Fig. 3: Simultaneous activation and repression of two independent exons by RBFOX1N-dCasRx-C.

a Schematic of the CASFx-1, various gRNA architectures, as well as the RG6 and SMN2 minigenes. SMN2-DN gRNAs is a pool of three gRNAs (SMN2-gRNA-1 through 3), each expressed by a separate plasmid, targeting the corresponding numbered locations on the SMN2 minigene. RG6-SA targets splice acceptor of RG6 cassette exon (CX).
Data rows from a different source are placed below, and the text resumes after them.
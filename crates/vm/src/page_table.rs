//! Per-address-space page table.
//!
//! The table is a flat, insertion-ordered list of page mappings. It records what
//! each page of the address space may do; physical backing lives with the
//! address space's regions.

use core::fmt;

use crate::{PAGE_SIZE, VirtualAddress};

/// Permission bits of a page, using the `rwx` octal layout.
#[derive(Clone, Copy, PartialEq, Eq, Default)]
pub struct PageFlags(u8);

impl PageFlags {
    /// Readable bit.
    pub const READ: Self = Self(0b100);

    /// Writable bit.
    pub const WRITE: Self = Self(0b010);

    /// Executable bit.
    pub const EXECUTE: Self = Self(0b001);

    /// Read, write and execute.
    pub const RWX: Self = Self(0b111);

    /// Read and write.
    pub const RW: Self = Self(0b110);

    /// Creates empty page flags (no access).
    pub const fn empty() -> Self {
        Self(0)
    }

    /// Builds flags from individual permissions.
    pub const fn from_rwx(readable: bool, writable: bool, executable: bool) -> Self {
        let mut bits = 0;
        if readable {
            bits |= Self::READ.0;
        }
        if writable {
            bits |= Self::WRITE.0;
        }
        if executable {
            bits |= Self::EXECUTE.0;
        }
        Self(bits)
    }

    /// Returns the raw permission bits.
    pub const fn bits(self) -> u8 {
        self.0
    }

    pub const fn is_readable(self) -> bool {
        self.0 & Self::READ.0 != 0
    }

    pub const fn is_writable(self) -> bool {
        self.0 & Self::WRITE.0 != 0
    }

    pub const fn is_executable(self) -> bool {
        self.0 & Self::EXECUTE.0 != 0
    }
}

impl core::ops::BitOr for PageFlags {
    type Output = Self;

    fn bitor(self, rhs: Self) -> Self::Output {
        Self(self.0 | rhs.0)
    }
}

impl fmt::Debug for PageFlags {
    fn fmt(&self, f: &mut fmt::Formatter<'_>) -> fmt::Result {
        write!(
            f,
            "PageFlags({}{}{})",
            if self.is_readable() { 'r' } else { '-' },
            if self.is_writable() { 'w' } else { '-' },
            if self.is_executable() { 'x' } else { '-' },
        )
    }
}

/// A single page mapping.
#[derive(Debug, Clone, Copy, PartialEq, Eq)]
pub struct PageTableEntry {
    /// Page-aligned virtual address of the page.
    pub vaddr: VirtualAddress,
    /// Set once the page has a TLB-loadable translation.
    pub valid: bool,
    pub flags: PageFlags,
}

#[derive(Debug, Clone, Default)]
pub struct PageTable {
    entries: Vec<PageTableEntry>,
}

impl PageTable {
    pub const fn new() -> Self {
        Self {
            entries: Vec::new(),
        }
    }

    /// Appends an invalid mapping for the page at `vaddr`.
    ///
    /// # Panics
    ///
    /// Panics if `vaddr` is not page aligned.
    pub fn push(&mut self, vaddr: VirtualAddress, flags: PageFlags) {
        assert!(
            vaddr.is_aligned(PAGE_SIZE),
            "page table entry {vaddr} is not page aligned"
        );
        self.entries.push(PageTableEntry {
            vaddr,
            valid: false,
            flags,
        });
    }

    /// Appends mappings for `npages` consecutive pages starting at `vaddr`.
    pub fn push_range(&mut self, vaddr: VirtualAddress, npages: usize, flags: PageFlags) {
        for i in 0..npages {
            self.push(vaddr + i * PAGE_SIZE, flags);
        }
    }

    /// Finds the mapping covering `vaddr`.
    pub fn find(&self, vaddr: VirtualAddress) -> Option<&PageTableEntry> {
        let page = vaddr.align_down(PAGE_SIZE);
        self.entries.iter().find(|e| e.vaddr == page)
    }

    pub fn find_mut(&mut self, vaddr: VirtualAddress) -> Option<&mut PageTableEntry> {
        let page = vaddr.align_down(PAGE_SIZE);
        self.entries.iter_mut().find(|e| e.vaddr == page)
    }

    pub fn entries(&self) -> &[PageTableEntry] {
        &self.entries
    }

    pub fn len(&self) -> usize {
        self.entries.len()
    }

    pub fn is_empty(&self) -> bool {
        self.entries.is_empty()
    }
}

#[cfg(test)]
mod tests {
    use super::*;

    #[test]
    fn flags_use_rwx_bits() {
        assert_eq!(PageFlags::from_rwx(true, false, false).bits(), 4);
        assert_eq!(PageFlags::from_rwx(false, true, false).bits(), 2);
        assert_eq!(PageFlags::from_rwx(false, false, true).bits(), 1);
        assert_eq!(PageFlags::READ | PageFlags::WRITE, PageFlags::RW);
        assert_eq!(format!("{:?}", PageFlags::RWX), "PageFlags(rwx)");
        assert_eq!(format!("{:?}", PageFlags::READ), "PageFlags(r--)");
    }

    #[test]
    fn entries_keep_insertion_order() {
        let mut pt = PageTable::new();
        pt.push(VirtualAddress::new(0x2000), PageFlags::RW);
        pt.push(VirtualAddress::new(0x1000), PageFlags::READ);
        let addrs: Vec<_> = pt.entries().iter().map(|e| e.vaddr.as_u32()).collect();
        assert_eq!(addrs, [0x2000, 0x1000]);
        assert!(pt.entries().iter().all(|e| !e.valid));
    }

    #[test]
    fn find_covers_whole_page() {
        let mut pt = PageTable::new();
        pt.push_range(VirtualAddress::new(0x0040_0000), 2, PageFlags::RWX);
        let e = pt.find(VirtualAddress::new(0x0040_1abc)).unwrap();
        assert_eq!(e.vaddr.as_u32(), 0x0040_1000);
        assert!(pt.find(VirtualAddress::new(0x0040_2000)).is_none());
    }

    #[test]
    #[should_panic(expected = "not page aligned")]
    fn unaligned_entry_panics() {
        PageTable::new().push(VirtualAddress::new(0x1001), PageFlags::READ);
    }
}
DR-SMN2-2-DR is SMN2 target gRNA 2 flanked by two direct repeats (DR). DR-RG6-SA-DR contains spacer against RG6-CX splice acceptor flanked by two DRs. SMN2-DN-RG6-SA is a polycistronic pre-gRNA with spacers targeting three DN sites on SMN2 downstream intron and RG6-CX splice acceptors intervened by DRs. b Upper panel shows inclusion/exclusion (inc/exc) ratio fold-changes assayed by qRT-PCR on SMN2 minigene transcripts in cells co-transfected with the two minigene plasmids, CASFx-1 (RBFOX1N-dCasRx-C) and the indicated gRNAs. SMN2 and RG6 splicing changes are represented by gray and slash pattern filled bars, respectively. Fold-changes are relative to cells transfected with GFP control (set to 1). Data are represented as mean ± SD (n = 3). Lower panel shows a gel image of semi-quantitative splicing RT-PCR of RG6 and SMN2 minigene transcripts in cells co-transfected with the two minigene plasmids, CASFx-1 and the indicated gRNAs. Uncropped gel images and qRT-PCR values are included in the Source Data file.